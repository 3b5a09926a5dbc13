//! CLI argument definitions.

use std::path::PathBuf;
use std::str::FromStr;

use clap::{Parser, Subcommand, ValueEnum};

use crate::adapter::PhotoSize;
use crate::shoot_mode::{DriveMode, SelfTimer};

/// Wi-Fi remote control for RICOH GR II / GR III / GR IIIx cameras.
///
/// Robot mode: use --json (or --robot) for machine-parseable output.
#[derive(Parser, Debug)]
#[command(name = "grctl", version, about, long_about = None)]
#[command(propagate_version = true)]
pub struct Cli {
    /// Emit JSON instead of text
    #[arg(long, visible_alias = "robot", global = true, env = "GR_JSON")]
    pub json: bool,

    /// Camera address (overrides the config file)
    #[arg(long, global = true, env = "GR_HOST")]
    pub host: Option<String>,

    /// Config file (default: ~/.config/grctl/config.toml)
    #[arg(long, short = 'c', global = true, value_name = "PATH")]
    pub config: Option<PathBuf>,

    /// Verbose logging (-v debug, -vv trace)
    #[arg(long, short = 'v', global = true, action = clap::ArgAction::Count)]
    pub verbose: u8,

    /// Only log errors
    #[arg(long, short = 'q', global = true)]
    pub quiet: bool,

    #[command(subcommand)]
    pub command: Commands,
}

/// Available commands.
#[derive(Subcommand, Debug)]
pub enum Commands {
    // === Camera state ===
    /// Show the detected model and its device properties
    Info,

    /// Query the camera's status endpoint
    Status,

    /// Stream camera events until interrupted
    Watch(WatchArgs),

    // === Capture ===
    /// Take a photo, optionally focusing on a point first
    Shoot(ShootArgs),

    /// Lock focus on a point (percent of the frame)
    Focus(FocusArgs),

    /// Write capture settings (e.g. `grctl set av=4.0 iso=200`)
    Set(SetArgs),

    /// List dial modes, or switch to one
    Dial(DialArgs),

    /// Set drive mode and self-timer (GR III)
    ShootMode(ShootModeArgs),

    /// Send a raw command string to the command endpoint
    Cmd(CmdArgs),

    // === Media ===
    /// List photo directories on the card (GR III)
    Photos,

    /// Print the download URL for a photo
    PhotoUrl(PhotoUrlArgs),

    /// Print the live view stream URL
    LiveviewUrl,

    // === Device ===
    /// Turn the camera off
    PowerOff,

    /// Show version and build information
    Version,
}

// === Argument Structs ===

#[derive(Parser, Debug)]
pub struct WatchArgs {
    /// Poll every N milliseconds for a short burst before returning to the
    /// configured interval
    #[arg(long, value_name = "MS")]
    pub fast: Option<u64>,

    /// Number of fast polls
    #[arg(long, default_value = "10", requires = "fast")]
    pub cycles: u32,

    /// Exit after this many events
    #[arg(long, short = 'n')]
    pub count: Option<usize>,
}

#[derive(Parser, Debug)]
pub struct ShootArgs {
    /// Focus point as X,Y percentages (camera autofocus if omitted)
    #[arg(long, value_name = "X,Y")]
    pub at: Option<Point>,
}

#[derive(Parser, Debug)]
pub struct FocusArgs {
    /// Horizontal position, 0-100
    pub x: f64,
    /// Vertical position, 0-100
    pub y: f64,
}

#[derive(Parser, Debug)]
pub struct SetArgs {
    /// KEY=VALUE pairs
    #[arg(required = true, value_name = "KEY=VALUE")]
    pub settings: Vec<Setting>,
}

#[derive(Parser, Debug)]
pub struct DialArgs {
    /// Mode to switch to (lists modes when omitted)
    pub mode: Option<String>,
}

#[derive(Parser, Debug)]
pub struct ShootModeArgs {
    /// single, continuous, auto-bracket, multi-exposure, interval,
    /// interval-composite
    pub drive: DriveMode,

    /// off, 2s, 10s
    #[arg(default_value = "off")]
    pub timer: SelfTimer,
}

#[derive(Parser, Debug)]
pub struct CmdArgs {
    /// Command text, sent verbatim
    pub command: String,
}

#[derive(Parser, Debug)]
pub struct PhotoUrlArgs {
    /// Directory name, e.g. 100RICOH
    pub dir: String,

    /// File name, e.g. R0000001.JPG
    pub file: String,

    /// Rendition
    #[arg(long, short = 's', default_value = "large")]
    pub size: SizeArg,
}

/// Photo rendition on the command line.
#[derive(Debug, Clone, Copy, Default, ValueEnum)]
pub enum SizeArg {
    #[value(alias = "thumb")]
    Thumbnail,
    Small,
    #[default]
    Large,
}

impl From<SizeArg> for PhotoSize {
    fn from(size: SizeArg) -> Self {
        match size {
            SizeArg::Thumbnail => Self::Thumbnail,
            SizeArg::Small => Self::Small,
            SizeArg::Large => Self::Large,
        }
    }
}

/// `X,Y` pair of frame percentages.
#[derive(Debug, Clone, Copy, PartialEq)]
pub struct Point {
    pub x: f64,
    pub y: f64,
}

impl FromStr for Point {
    type Err = String;

    fn from_str(s: &str) -> Result<Self, Self::Err> {
        let (x, y) = s
            .split_once(',')
            .ok_or_else(|| format!("expected X,Y, got '{s}'"))?;
        let parse = |part: &str| {
            part.trim()
                .parse::<f64>()
                .map_err(|e| format!("invalid coordinate '{part}': {e}"))
        };
        Ok(Self {
            x: parse(x)?,
            y: parse(y)?,
        })
    }
}

/// One `KEY=VALUE` capture setting.
#[derive(Debug, Clone, PartialEq, Eq)]
pub struct Setting {
    pub key: String,
    pub value: String,
}

impl FromStr for Setting {
    type Err = String;

    fn from_str(s: &str) -> Result<Self, Self::Err> {
        match s.split_once('=') {
            Some((key, value)) if !key.trim().is_empty() => Ok(Self {
                key: key.trim().to_string(),
                value: value.to_string(),
            }),
            _ => Err(format!("expected KEY=VALUE, got '{s}'")),
        }
    }
}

========================================

The required output is each line from the one with "impl FromStr for Setting" through the end of the material above, repeated exactly with both ends included.

impl FromStr for Setting {
    type Err = String;

    fn from_str(s: &str) -> Result<Self, Self::Err> {
        match s.split_once('=') {
            Some((key, value)) if !key.trim().is_empty() => Ok(Self {
                key: key.trim().to_string(),
                value: value.to_string(),
            }),
            _ => Err(format!("expected KEY=VALUE, got '{s}'")),
        }
    }
}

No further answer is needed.